** Task requirements **
Copy nothing from the entries below except the lines from the one containing "filename rwlzc/src/parser.rs" through the one containing "statements and blocks", and copy those exactly.

** Data for analysis **
——

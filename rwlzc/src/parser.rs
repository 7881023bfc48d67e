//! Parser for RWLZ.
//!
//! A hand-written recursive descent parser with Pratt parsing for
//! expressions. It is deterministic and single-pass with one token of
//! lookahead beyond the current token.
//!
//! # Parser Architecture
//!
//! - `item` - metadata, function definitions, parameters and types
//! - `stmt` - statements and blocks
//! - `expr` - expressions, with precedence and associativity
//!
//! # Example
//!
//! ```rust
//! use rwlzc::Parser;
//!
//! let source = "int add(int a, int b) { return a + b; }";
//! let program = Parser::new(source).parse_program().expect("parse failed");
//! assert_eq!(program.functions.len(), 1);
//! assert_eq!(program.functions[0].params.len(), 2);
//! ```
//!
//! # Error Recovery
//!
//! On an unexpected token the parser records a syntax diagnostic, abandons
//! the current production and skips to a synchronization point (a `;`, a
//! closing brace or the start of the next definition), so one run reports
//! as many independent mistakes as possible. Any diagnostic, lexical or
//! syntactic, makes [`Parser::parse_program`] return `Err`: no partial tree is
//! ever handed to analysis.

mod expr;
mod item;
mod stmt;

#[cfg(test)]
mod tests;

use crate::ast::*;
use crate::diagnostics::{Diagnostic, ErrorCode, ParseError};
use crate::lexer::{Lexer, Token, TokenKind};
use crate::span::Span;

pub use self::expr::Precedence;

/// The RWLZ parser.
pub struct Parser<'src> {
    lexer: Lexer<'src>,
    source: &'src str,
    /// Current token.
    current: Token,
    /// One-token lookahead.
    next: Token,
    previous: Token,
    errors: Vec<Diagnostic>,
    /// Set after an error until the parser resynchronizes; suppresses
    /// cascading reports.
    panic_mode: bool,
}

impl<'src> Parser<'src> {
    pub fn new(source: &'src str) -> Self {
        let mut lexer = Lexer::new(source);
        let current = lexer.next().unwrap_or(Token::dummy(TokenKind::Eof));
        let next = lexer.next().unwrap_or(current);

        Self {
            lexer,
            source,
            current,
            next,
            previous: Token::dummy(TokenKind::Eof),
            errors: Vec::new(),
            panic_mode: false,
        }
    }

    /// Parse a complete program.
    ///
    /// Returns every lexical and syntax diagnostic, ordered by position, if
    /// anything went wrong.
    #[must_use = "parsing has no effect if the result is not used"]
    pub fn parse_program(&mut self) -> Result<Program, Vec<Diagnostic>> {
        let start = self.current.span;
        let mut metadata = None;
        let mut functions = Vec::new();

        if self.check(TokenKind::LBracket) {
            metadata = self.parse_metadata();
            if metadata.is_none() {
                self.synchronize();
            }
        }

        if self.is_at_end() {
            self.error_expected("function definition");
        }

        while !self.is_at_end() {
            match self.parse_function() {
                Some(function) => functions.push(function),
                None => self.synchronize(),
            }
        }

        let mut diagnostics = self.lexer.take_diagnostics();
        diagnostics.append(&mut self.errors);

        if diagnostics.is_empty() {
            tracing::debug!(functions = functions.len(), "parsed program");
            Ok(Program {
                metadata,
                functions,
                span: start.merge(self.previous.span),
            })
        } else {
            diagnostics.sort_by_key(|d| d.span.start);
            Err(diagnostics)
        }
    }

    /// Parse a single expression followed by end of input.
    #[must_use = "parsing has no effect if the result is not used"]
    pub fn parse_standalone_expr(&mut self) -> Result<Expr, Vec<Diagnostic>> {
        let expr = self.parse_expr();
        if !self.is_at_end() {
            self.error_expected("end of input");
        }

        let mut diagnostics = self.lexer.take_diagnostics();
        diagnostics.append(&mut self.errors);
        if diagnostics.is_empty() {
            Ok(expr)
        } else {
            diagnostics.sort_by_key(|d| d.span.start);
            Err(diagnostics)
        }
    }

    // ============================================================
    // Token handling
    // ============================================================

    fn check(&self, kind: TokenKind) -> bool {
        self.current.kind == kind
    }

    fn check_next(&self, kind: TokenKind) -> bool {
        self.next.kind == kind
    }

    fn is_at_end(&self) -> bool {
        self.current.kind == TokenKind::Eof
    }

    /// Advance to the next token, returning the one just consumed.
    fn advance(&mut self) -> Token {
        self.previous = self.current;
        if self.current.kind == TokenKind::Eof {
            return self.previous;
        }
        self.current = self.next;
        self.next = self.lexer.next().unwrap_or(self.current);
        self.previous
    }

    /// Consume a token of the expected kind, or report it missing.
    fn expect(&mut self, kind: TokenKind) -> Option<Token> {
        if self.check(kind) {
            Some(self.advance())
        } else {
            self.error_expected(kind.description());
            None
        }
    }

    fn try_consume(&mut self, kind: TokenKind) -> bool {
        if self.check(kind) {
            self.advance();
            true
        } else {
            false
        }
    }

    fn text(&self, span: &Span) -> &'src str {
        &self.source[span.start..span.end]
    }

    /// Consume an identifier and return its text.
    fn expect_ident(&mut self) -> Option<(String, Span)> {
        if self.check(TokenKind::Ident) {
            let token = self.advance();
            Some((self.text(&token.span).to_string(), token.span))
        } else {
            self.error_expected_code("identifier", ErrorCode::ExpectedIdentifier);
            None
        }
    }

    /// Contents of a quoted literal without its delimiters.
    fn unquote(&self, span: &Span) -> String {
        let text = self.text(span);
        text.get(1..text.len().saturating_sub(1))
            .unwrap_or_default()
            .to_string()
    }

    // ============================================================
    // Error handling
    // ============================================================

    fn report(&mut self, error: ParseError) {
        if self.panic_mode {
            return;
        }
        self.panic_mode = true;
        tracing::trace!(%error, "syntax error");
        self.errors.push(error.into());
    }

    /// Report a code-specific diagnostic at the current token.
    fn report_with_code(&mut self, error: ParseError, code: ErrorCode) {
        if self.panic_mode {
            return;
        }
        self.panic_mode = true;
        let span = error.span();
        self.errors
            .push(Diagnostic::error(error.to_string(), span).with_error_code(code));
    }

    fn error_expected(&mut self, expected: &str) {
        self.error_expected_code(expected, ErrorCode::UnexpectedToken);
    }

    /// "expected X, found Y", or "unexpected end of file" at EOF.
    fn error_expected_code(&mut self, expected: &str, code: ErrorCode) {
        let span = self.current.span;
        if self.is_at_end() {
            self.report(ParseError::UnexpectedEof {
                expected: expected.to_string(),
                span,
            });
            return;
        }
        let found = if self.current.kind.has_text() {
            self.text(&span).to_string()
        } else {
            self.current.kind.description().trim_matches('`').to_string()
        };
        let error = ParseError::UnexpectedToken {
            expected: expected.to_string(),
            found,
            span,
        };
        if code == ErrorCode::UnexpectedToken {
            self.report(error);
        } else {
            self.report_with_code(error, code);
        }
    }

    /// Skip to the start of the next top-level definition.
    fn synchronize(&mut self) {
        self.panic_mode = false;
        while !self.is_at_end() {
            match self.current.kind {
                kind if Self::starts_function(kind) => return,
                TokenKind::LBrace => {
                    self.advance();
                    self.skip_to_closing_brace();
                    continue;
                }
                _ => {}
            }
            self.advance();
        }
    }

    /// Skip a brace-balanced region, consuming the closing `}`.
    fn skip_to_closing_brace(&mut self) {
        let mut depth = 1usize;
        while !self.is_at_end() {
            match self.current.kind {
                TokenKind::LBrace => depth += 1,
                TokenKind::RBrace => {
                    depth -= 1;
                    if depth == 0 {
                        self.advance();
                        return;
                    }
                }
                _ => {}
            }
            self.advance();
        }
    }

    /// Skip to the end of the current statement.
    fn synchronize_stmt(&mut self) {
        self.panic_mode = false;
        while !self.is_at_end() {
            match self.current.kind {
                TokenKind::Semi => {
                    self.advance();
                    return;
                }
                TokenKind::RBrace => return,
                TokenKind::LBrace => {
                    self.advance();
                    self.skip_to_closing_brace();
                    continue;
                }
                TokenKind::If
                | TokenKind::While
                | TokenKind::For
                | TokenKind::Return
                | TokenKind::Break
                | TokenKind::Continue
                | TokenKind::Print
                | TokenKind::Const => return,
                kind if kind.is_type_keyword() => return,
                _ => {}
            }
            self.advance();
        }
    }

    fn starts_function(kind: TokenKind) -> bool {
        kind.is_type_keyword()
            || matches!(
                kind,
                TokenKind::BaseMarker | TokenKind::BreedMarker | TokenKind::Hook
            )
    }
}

——

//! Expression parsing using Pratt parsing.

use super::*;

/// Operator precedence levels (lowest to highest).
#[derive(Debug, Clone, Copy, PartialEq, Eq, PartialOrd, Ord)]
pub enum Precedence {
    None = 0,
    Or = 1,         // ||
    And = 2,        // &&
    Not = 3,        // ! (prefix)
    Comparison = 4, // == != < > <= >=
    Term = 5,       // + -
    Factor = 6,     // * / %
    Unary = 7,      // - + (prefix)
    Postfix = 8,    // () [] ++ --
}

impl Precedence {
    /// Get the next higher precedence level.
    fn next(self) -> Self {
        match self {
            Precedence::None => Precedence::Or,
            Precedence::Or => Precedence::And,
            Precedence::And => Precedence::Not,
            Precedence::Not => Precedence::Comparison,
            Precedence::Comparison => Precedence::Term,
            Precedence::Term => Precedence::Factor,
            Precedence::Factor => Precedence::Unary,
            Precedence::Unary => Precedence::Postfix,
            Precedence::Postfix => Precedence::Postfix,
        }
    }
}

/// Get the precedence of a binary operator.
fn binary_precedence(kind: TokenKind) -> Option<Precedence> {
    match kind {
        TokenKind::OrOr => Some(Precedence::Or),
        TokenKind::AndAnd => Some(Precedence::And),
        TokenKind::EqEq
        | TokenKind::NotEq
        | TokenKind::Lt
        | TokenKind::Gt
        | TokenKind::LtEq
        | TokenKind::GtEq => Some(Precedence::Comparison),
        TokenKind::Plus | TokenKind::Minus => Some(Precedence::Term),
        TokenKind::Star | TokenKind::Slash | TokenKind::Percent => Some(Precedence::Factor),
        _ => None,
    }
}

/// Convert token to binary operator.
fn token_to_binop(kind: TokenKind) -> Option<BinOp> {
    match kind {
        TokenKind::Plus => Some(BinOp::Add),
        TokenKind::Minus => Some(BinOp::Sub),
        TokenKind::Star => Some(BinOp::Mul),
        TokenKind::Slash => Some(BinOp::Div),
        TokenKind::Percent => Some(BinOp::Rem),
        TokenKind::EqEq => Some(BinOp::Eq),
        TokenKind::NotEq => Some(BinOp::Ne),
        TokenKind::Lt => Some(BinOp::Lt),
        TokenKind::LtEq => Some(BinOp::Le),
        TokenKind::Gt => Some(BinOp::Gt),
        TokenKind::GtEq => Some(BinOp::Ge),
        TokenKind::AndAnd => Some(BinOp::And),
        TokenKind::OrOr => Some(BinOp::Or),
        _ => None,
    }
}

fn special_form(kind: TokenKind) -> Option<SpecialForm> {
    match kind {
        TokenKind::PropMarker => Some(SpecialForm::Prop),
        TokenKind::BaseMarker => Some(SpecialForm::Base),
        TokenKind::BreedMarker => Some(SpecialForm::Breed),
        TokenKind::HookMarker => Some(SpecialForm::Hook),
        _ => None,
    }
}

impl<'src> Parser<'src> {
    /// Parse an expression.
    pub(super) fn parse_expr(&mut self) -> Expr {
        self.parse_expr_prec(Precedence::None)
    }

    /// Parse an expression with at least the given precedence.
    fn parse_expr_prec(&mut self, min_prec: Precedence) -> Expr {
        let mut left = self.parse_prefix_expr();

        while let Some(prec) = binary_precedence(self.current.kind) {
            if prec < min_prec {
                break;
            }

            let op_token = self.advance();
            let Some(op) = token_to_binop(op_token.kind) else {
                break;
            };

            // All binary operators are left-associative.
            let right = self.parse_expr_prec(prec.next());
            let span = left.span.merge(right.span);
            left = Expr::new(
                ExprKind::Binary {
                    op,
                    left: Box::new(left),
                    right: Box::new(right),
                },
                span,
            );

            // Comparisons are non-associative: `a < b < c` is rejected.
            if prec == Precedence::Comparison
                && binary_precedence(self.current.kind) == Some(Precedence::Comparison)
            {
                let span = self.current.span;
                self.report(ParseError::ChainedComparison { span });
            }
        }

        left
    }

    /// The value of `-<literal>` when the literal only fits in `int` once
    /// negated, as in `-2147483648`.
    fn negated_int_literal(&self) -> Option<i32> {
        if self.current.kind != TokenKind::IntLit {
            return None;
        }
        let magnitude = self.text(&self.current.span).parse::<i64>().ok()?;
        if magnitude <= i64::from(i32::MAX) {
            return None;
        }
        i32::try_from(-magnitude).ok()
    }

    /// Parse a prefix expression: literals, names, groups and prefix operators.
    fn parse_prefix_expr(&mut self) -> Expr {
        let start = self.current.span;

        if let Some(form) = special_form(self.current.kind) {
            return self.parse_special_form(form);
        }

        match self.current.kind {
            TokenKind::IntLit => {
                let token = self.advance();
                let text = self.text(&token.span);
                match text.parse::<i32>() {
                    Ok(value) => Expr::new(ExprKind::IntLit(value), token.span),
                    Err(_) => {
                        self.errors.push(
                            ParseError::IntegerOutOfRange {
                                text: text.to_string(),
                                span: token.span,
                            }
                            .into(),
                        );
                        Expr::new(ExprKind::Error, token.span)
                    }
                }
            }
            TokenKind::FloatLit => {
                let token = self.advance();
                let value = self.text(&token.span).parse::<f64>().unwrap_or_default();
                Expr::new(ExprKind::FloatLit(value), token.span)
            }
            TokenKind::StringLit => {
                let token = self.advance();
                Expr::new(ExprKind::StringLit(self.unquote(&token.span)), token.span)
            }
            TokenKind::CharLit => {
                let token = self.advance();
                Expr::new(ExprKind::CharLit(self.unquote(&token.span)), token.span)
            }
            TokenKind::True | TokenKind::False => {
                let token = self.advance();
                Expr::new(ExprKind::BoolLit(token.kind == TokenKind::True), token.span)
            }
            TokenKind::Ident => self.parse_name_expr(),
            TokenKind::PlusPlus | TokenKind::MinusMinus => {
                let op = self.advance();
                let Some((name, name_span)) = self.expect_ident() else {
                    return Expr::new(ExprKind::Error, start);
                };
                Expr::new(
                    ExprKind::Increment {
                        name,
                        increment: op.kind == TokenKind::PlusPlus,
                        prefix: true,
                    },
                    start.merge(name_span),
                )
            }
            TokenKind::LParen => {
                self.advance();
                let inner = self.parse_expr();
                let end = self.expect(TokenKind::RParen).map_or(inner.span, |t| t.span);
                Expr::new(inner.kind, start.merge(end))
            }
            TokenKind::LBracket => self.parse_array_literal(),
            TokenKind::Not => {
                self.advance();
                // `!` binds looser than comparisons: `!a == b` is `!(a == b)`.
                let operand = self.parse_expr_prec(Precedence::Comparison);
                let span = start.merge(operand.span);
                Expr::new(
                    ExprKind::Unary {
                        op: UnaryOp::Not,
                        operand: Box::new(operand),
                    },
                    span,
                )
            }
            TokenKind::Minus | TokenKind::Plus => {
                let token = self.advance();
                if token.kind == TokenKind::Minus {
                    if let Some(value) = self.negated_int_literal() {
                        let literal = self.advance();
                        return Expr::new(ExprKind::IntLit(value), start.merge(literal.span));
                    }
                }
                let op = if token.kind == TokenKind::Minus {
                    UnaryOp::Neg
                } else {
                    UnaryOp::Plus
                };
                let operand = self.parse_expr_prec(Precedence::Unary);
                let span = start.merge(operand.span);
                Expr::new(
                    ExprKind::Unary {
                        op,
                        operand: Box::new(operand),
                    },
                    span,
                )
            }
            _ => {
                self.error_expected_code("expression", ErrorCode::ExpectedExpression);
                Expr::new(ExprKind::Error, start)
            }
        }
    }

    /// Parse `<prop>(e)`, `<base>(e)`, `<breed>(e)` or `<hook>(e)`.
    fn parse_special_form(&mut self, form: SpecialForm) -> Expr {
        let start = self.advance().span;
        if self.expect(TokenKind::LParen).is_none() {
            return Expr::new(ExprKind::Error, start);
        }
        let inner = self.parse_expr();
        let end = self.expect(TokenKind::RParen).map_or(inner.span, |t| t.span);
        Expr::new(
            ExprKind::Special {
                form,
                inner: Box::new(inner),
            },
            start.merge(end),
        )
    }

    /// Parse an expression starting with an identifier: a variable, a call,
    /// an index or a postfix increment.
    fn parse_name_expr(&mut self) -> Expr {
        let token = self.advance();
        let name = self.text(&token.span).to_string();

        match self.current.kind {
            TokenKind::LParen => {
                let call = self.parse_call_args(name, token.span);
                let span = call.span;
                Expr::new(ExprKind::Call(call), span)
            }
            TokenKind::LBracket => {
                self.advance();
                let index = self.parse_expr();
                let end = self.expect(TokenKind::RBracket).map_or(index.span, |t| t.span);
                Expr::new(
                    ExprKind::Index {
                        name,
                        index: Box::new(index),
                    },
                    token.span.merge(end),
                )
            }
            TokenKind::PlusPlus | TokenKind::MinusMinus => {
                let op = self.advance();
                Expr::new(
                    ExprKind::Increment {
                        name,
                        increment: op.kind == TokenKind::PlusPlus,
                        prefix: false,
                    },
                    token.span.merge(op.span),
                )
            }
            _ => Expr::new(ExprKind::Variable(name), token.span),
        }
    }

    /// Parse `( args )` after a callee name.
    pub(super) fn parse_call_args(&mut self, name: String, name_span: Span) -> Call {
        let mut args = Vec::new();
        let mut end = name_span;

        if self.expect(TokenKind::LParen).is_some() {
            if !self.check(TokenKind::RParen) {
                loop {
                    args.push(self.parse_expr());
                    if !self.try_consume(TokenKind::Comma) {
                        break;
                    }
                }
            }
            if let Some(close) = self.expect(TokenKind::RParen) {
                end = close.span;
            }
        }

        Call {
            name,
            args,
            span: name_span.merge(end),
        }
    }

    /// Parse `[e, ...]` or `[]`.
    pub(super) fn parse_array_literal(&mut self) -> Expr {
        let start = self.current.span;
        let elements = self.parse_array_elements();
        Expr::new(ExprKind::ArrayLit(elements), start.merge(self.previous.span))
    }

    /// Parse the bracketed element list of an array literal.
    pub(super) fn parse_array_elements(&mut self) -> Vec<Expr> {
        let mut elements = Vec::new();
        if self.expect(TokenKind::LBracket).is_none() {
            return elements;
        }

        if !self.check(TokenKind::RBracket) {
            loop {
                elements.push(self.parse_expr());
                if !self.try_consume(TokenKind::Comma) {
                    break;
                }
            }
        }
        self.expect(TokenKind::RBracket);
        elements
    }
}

——

** Task response **
filename rwlzc/src/parser.rs
repository 7881023bfc48d67e
//! Parser for RWLZ.
//!
//! A hand-written recursive descent parser with Pratt parsing for
//! expressions. It is deterministic and single-pass with one token of
//! lookahead beyond the current token.
//!
//! # Parser Architecture
//!
//! - `item` - metadata, function definitions, parameters and types
//! - `stmt` - statements and blocks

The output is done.